Her own audience seemed nevertheless to be listening with rapt attention as she picked apart the question that is the title of the lecture, drawing from the likes of 18th-century poet Alexander Pope, Russian novelist Vladimir Nabokov and political satirist George Orwell to explore the relationships between writers and themselves, between writers and their audiences, and between writers and reality.

She made no mention of her own award-winning novels, “White Teeth,” “The Autograph Man” and “On Beauty.” Nor did she discuss her essays for the New Yorker, the New York Review of Books or any other publication. She didn’t need to list her resume: Her talent shone shown through her sentences as she read.

“I’ve been wishing for this night for five years,” said foundation board member Connie Glenn, who introduced Smith to the full room.

Smith spoke as part of the Witte Lecture Series organized by the foundation. These lectures usually occur once a month, January through April.

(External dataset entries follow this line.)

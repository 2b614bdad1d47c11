//! The `InfixTree` auxiliary structure (spec §4.D step 4, §9): encodes
//! operator precedence and associativity while an infix expression is being
//! read, then flattens into ordinary `Expr` call nodes.
//!
//! Built as the recursive sum type the design notes call for:
//! `Leaf(operand) | Node(op, group, left, right)`. Inserting a new
//! `(op, group, rhs)` descends into the pending right subtree while that
//! subtree's operator binds strictly tighter, or exactly as tight with
//! right-associativity; otherwise the new operator becomes the new root.

use crate::ast::{Ast, Expr, ExprId, Ranged, SignId, TypeSlot};
use crate::source::SourceRange;

#[derive(Debug, Clone, Copy, PartialEq, Eq)]
pub enum CastKind {
    Dyn,
    Unsafe,
}

#[derive(Debug, Clone)]
pub enum Suffix {
    /// A `takeOperator`-lexed symbolic operator, e.g. `+`, `<=`, `=`.
    Operator(String),
    /// An identifier used as an infix operator (spec's "identifier" group).
    Identifier(String),
    /// `as?` / `as!`, whose right operand is a type signature rather than
    /// an expression.
    Cast(CastKind, SignId),
}

#[derive(Debug, Clone, Copy)]
pub struct Group {
    pub weight: i32,
    pub right_assoc: bool,
}

/// The group table (spec §9): standard weights per operator name, plus the
/// special `identifier` and `casting` groups. `=` has the lowest weight and
/// is right-associative.
pub fn group_for(suffix: &Suffix) -> Group {
    match suffix {
        Suffix::Operator(text) if text == "=" => Group {
            weight: 0,
            right_assoc: true,
        },
        Suffix::Cast(..) => Group {
            weight: 95,
            right_assoc: false,
        },
        Suffix::Identifier(_) => Group {
            weight: 90,
            right_assoc: false,
        },
        Suffix::Operator(text) => group_for_operator_text(text),
    }
}

fn group_for_operator_text(text: &str) -> Group {
    let weight = match text {
        "||" => 10,
        "&&" => 20,
        "==" | "!=" | "<" | "<=" | ">" | ">=" => 30,
        "|" => 40,
        "^" => 45,
        "&" => 50,
        "<<" | ">>" => 60,
        "+" | "-" => 70,
        "*" | "/" | "%" => 80,
        _ => 70, // unknown custom operators default to additive weight
    };
    Group {
        weight,
        right_assoc: false,
    }
}

#[derive(Debug)]
pub enum InfixTree {
    Leaf(ExprId),
    Node {
        suffix: Suffix,
        group: Group,
        left: Box<InfixTree>,
        right: Box<InfixTree>,
        op_range: SourceRange,
    },
}

impl InfixTree {
    pub fn leaf(id: ExprId) -> Self {
        InfixTree::Leaf(id)
    }

    /// Insert `(suffix, rhs)` onto the tree, rotating per precedence and
    /// associativity (spec §4.D step 4). `rhs` is ignored for `Cast`
    /// suffixes, whose operand lives in the suffix itself.
    pub fn append(self, suffix: Suffix, op_range: SourceRange, rhs: ExprId) -> Self {
        let group = group_for(&suffix);
        match self {
            InfixTree::Leaf(_) => InfixTree::Node {
                suffix,
                group,
                left: Box::new(self),
                right: Box::new(InfixTree::Leaf(rhs)),
                op_range,
            },
            InfixTree::Node {
                suffix: pending_suffix,
                group: pending_group,
                left,
                right,
                op_range: pending_range,
            } => {
                let descend = pending_group.weight > group.weight
                    || (pending_group.weight == group.weight && group.right_assoc);
                if descend {
                    let new_right = right.append(suffix, op_range, rhs);
                    InfixTree::Node {
                        suffix: pending_suffix,
                        group: pending_group,
                        left,
                        right: Box::new(new_right),
                        op_range: pending_range,
                    }
                } else {
                    let node = InfixTree::Node {
                        suffix: pending_suffix,
                        group: pending_group,
                        left,
                        right,
                        op_range: pending_range,
                    };
                    InfixTree::Node {
                        suffix,
                        group,
                        left: Box::new(node),
                        right: Box::new(InfixTree::Leaf(rhs)),
                        op_range,
                    }
                }
            }
        }
    }

    /// Flatten into ordinary `Expr` nodes: `=` becomes `Assign`, casts
    /// become `DynCast`/`UnsafeCast`, everything else an infix `Call`
    /// through the (unresolved) operator name.
    pub fn flatten(self, ast: &mut Ast) -> ExprId {
        match self {
            InfixTree::Leaf(id) => id,
            InfixTree::Node {
                suffix,
                left,
                right,
                ..
            } => {
                let lhs = left.flatten(ast);
                match suffix {
                    Suffix::Cast(kind, target) => {
                        let range = ast.expr(lhs).range();
                        match kind {
                            CastKind::Dyn => ast.alloc_expr(Expr::DynCast {
                                operand: lhs,
                                target,
                                ty: TypeSlot::unresolved(),
                                range,
                            }),
                            CastKind::Unsafe => ast.alloc_expr(Expr::UnsafeCast {
                                operand: lhs,
                                target,
                                ty: TypeSlot::unresolved(),
                                range,
                            }),
                        }
                    }
                    Suffix::Operator(text) if text == "=" => {
                        let rhs = right.flatten(ast);
                        let range = ast.expr(lhs).range().join(&ast.expr(rhs).range());
                        ast.alloc_expr(Expr::Assign {
                            lhs,
                            rhs,
                            ty: TypeSlot::unresolved(),
                            range,
                        })
                    }
                    Suffix::Operator(text) | Suffix::Identifier(text) => {
                        let rhs = right.flatten(ast);
                        let range = ast.expr(lhs).range().join(&ast.expr(rhs).range());
                        ast.alloc_expr(Expr::InfixCall {
                            op: text,
                            lhs,
                            rhs,
                            ty: TypeSlot::unresolved(),
                            range,
                        })
                    }
                }
            }
        }
    }
}

#[cfg(test)]
mod tests {
    use super::*;
    use crate::source::SourceManager;

    fn lit(ast: &mut Ast, range: SourceRange) -> ExprId {
        ast.alloc_expr(Expr::IntLit {
            text: "0".into(),
            radix: crate::lex::IntRadix::Decimal,
            ty: TypeSlot::unresolved(),
            range,
        })
    }

    #[test]
    fn higher_weight_binds_tighter() {
        // 1 + 2 * 3 -> (1 + (2 * 3))
        let mut sm = SourceManager::new();
        let file = sm.load_synthesized("<test>", "1 + 2 * 3");
        let mut ast = Ast::new();
        let r = |s: u32, e: u32| SourceRange::new(file, s, e);
        let a = lit(&mut ast, r(0, 1));
        let b = lit(&mut ast, r(4, 5));
        let c = lit(&mut ast, r(8, 9));

        let tree = InfixTree::leaf(a)
            .append(Suffix::Operator("+".into()), r(2, 3), b)
            .append(Suffix::Operator("*".into()), r(6, 7), c);

        let flat = tree.flatten(&mut ast);
        match ast.expr(flat) {
            Expr::InfixCall { op, lhs, rhs, .. } => {
                assert_eq!(op, "+");
                assert!(matches!(ast.expr(*lhs), Expr::IntLit { .. }));
                match ast.expr(*rhs) {
                    Expr::InfixCall { op, .. } => assert_eq!(op, "*"),
                    other => panic!("expected nested infix call, got {:?}", other),
                }
            }
            other => panic!("expected infix call, got {:?}", other),
        }
    }

    #[test]
    fn equal_weight_right_assoc_groups_right() {
        // a = b = c -> a = (b = c)
        let mut sm = SourceManager::new();
        let file = sm.load_synthesized("<test>", "a = b = c");
        let mut ast = Ast::new();
        let r = |s: u32, e: u32| SourceRange::new(file, s, e);
        let a = lit(&mut ast, r(0, 1));
        let b = lit(&mut ast, r(4, 5));
        let c = lit(&mut ast, r(8, 9));

        let tree = InfixTree::leaf(a)
            .append(Suffix::Operator("=".into()), r(2, 3), b)
            .append(Suffix::Operator("=".into()), r(6, 7), c);

        let flat = tree.flatten(&mut ast);
        match ast.expr(flat) {
            Expr::Assign { lhs, rhs, .. } => {
                assert!(matches!(ast.expr(*lhs), Expr::IntLit { .. }));
                assert!(matches!(ast.expr(*rhs), Expr::Assign { .. }));
            }
            other => panic!("expected assign, got {:?}", other),
        }
    }

    #[test]
    fn equal_weight_left_assoc_groups_left() {
        // 1 - 2 - 3 -> (1 - 2) - 3
        let mut sm = SourceManager::new();
        let file = sm.load_synthesized("<test>", "1 - 2 - 3");
        let mut ast = Ast::new();
        let r = |s: u32, e: u32| SourceRange::new(file, s, e);
        let a = lit(&mut ast, r(0, 1));
        let b = lit(&mut ast, r(4, 5));
        let c = lit(&mut ast, r(8, 9));

        let tree = InfixTree::leaf(a)
            .append(Suffix::Operator("-".into()), r(2, 3), b)
            .append(Suffix::Operator("-".into()), r(6, 7), c);

        let flat = tree.flatten(&mut ast);
        match ast.expr(flat) {
            Expr::InfixCall { lhs, rhs, .. } => {
                assert!(matches!(ast.expr(*lhs), Expr::InfixCall { .. }));
                assert!(matches!(ast.expr(*rhs), Expr::IntLit { .. }));
            }
            other => panic!("expected infix call, got {:?}", other),
        }
    }
}
//! netlify-lm - Netlify Large Media setup.
//!
//! A CLI that prepares a developer machine to use Netlify Large Media as a
//! Git LFS backend: it checks for `git`/`git-lfs`, installs the
//! `git-credential-netlify` helper, wires the helper into the shell PATH and
//! global Git configuration, and optionally provisions the Large Media
//! add-on for a site.
//!
//! # Modules
//!
//! - [`cli`] - Command-line interface and argument parsing
//! - [`error`] - Error types and result aliases
//! - [`gitconfig`] - Global Git credential configuration merging
//! - [`install`] - Helper download, extraction and platform dispatch
//! - [`provision`] - Large Media add-on provisioning
//! - [`requirements`] - External tool version checks
//! - [`runner`] - Task list execution (concurrent checks, sequential chains)
//! - [`shellenv`] - Shell PATH configuration
//! - [`ui`] - Spinners and terminal output
//!
//! # Example
//!
//! ```
//! use netlify_lm::requirements::parse_loose;
//!
//! // Version tokens from tool output parse leniently
//! let version = parse_loose("2.5.1").unwrap();
//! assert!(version >= parse_loose("2.5").unwrap());
//! ```

pub mod cli;
pub mod error;
pub mod gitconfig;
pub mod install;
pub mod provision;
pub mod requirements;
pub mod runner;
pub mod shellenv;
pub mod ui;

pub use error::{LmError, Result};
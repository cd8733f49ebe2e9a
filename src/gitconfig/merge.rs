//! Credential config fragment generation.
//!
//! Pure text transformation: takes the `git config --global --get-regexp
//! ^credential` output and produces the helper config fragment that puts
//! Netlify's helper first while re-declaring everything that was already
//! configured.

/// One parsed `credential.*` setting.
///
/// `scope` is the section the key lives in: `credential` for the global
/// section, `credential.<url>` for a host-scoped one. Splitting the key off
/// the end (rather than splitting on every dot) keeps URLs with dots intact.
#[derive(Debug, Clone, PartialEq, Eq)]
pub struct CredentialSetting {
    pub scope: String,
    pub key: String,
    pub value: String,
}

/// Parse `--get-regexp` output lines into settings.
///
/// Each line is `<dotted.key> <value>`; the value may itself contain spaces
/// (e.g. `cache --timeout 30`). Lines that don't look like a key/value pair
/// are ignored.
pub fn parse_credential_lines(lines: &[String]) -> Vec<CredentialSetting> {
    lines
        .iter()
        .filter_map(|line| {
            let (full_key, value) = line.split_once(' ')?;
            let (scope, key) = full_key.rsplit_once('.')?;
            if scope != "credential" && !scope.starts_with("credential.") {
                return None;
            }
            Some(CredentialSetting {
                scope: scope.to_string(),
                key: key.to_string(),
                value: value.to_string(),
            })
        })
        .collect()
}

/// Build the helper config fragment.
///
/// The first section resets the helper list so Netlify's helper is consulted
/// first; previously configured scopes follow in their original order,
/// grouped under one header per scope.
pub fn merge_credential_config(existing_lines: &[String]) -> String {
    let mut config = String::from(
        "\n# The first line resets the list of helpers so we can check Netlify's first.\n[credential]\n  helper = \"\"\n\n[credential]\n  helper = netlify\n  useHttpPath = true\n",
    );

    let mut section = String::from("credential");
    for setting in parse_credential_lines(existing_lines) {
        if setting.scope != section {
            match setting.scope.strip_prefix("credential.") {
                Some(host) => config.push_str(&format!("\n[credential \"{}\"]\n", host)),
                None => config.push_str("\n[credential]\n"),
            }
            section = setting.scope.clone();
        }
        config.push_str(&format!("  {}={}\n", setting.key, setting.value));
    }

    config
}

#[cfg(test)]
mod tests {
    use super::*;

    fn lines(raw: &[&str]) -> Vec<String> {
        raw.iter().map(|s| s.to_string()).collect()
    }

    #[test]
    fn empty_input_yields_reset_and_helper_only() {
        let config = merge_credential_config(&[]);
        assert!(config.contains("helper = \"\""));
        assert!(config.contains("helper = netlify"));
        assert!(config.contains("useHttpPath = true"));
        // No per-host sections
        assert!(!config.contains("[credential \""));
    }

    #[test]
    fn helper_reset_comes_before_netlify_helper() {
        let config = merge_credential_config(&[]);
        let reset = config.find("helper = \"\"").unwrap();
        let netlify = config.find("helper = netlify").unwrap();
        assert!(reset < netlify);
    }

    #[test]
    fn global_settings_are_re_declared_after_the_helper() {
        let config = merge_credential_config(&lines(&["credential.helper osxkeychain"]));
        let netlify = config.find("helper = netlify").unwrap();
        let prior = config.find("helper=osxkeychain").unwrap();
        assert!(netlify < prior);
    }

    #[test]
    fn host_scoped_settings_get_their_own_section() {
        let config = merge_credential_config(&lines(&[
            "credential.https://example.com.helper mycred",
            "credential.https://example.com.username deploy",
        ]));
        assert!(config.contains("[credential \"https://example.com\"]"));
        assert!(config.contains("  helper=mycred"));
        assert!(config.contains("  username=deploy"));
        // One header for both keys of the scope
        assert_eq!(config.matches("[credential \"https://example.com\"]").count(), 1);
    }

    #[test]
    fn host_urls_with_dots_survive_intact() {
        let config =
            merge_credential_config(&lines(&["credential.https://git.company.co.uk.helper x"]));
        assert!(config.contains("[credential \"https://git.company.co.uk\"]"));
    }

    #[test]
    fn values_with_spaces_are_preserved() {
        let config = merge_credential_config(&lines(&["credential.helper cache --timeout 30"]));
        assert!(config.contains("helper=cache --timeout 30"));
    }

    #[test]
    fn scope_order_is_preserved() {
        let config = merge_credential_config(&lines(&[
            "credential.https://a.example.helper one",
            "credential.https://b.example.helper two",
        ]));
        let a = config.find("https://a.example").unwrap();
        let b = config.find("https://b.example").unwrap();
        assert!(a < b);
    }

    #[test]
    fn malformed_lines_are_ignored() {
        let config = merge_credential_config(&lines(&["notacredentialline", ""]));
        assert!(!config.contains("notacredentialline"));
    }

    #[test]
    fn parse_splits_key_off_the_end() {
        let parsed = parse_credential_lines(&lines(&[
            "credential.https://example.com.helper mycred",
        ]));
        assert_eq!(
            parsed,
            vec![CredentialSetting {
                scope: "credential.https://example.com".into(),
                key: "helper".into(),
                value: "mycred".into(),
            }]
        );
    }
}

When Smith’s agent alerted the foundation that she would be in California at the end of October, though, the selection committee knew it could not pass up the opportunity to host a speaker who had long been on their wish list, said Tracy Keys, the foundation’s executive director.

So they booked her to speak, raised money from sponsors and started to advertise the event.

And while Smith didn’t mention her work explicitly during the lecture, she did apply her perspective as both a writer and a reader to her discourse.

Smith noted that many recognize the angst often associated with the profession. To stave off this fear, she concluded, one must focus on the singular sentence.

This is her technique, and this is all a writer can do to ward off feelings of hopelessness, according to the famed author.

After all, she asked, what could feel more silly than sitting down to write a novel?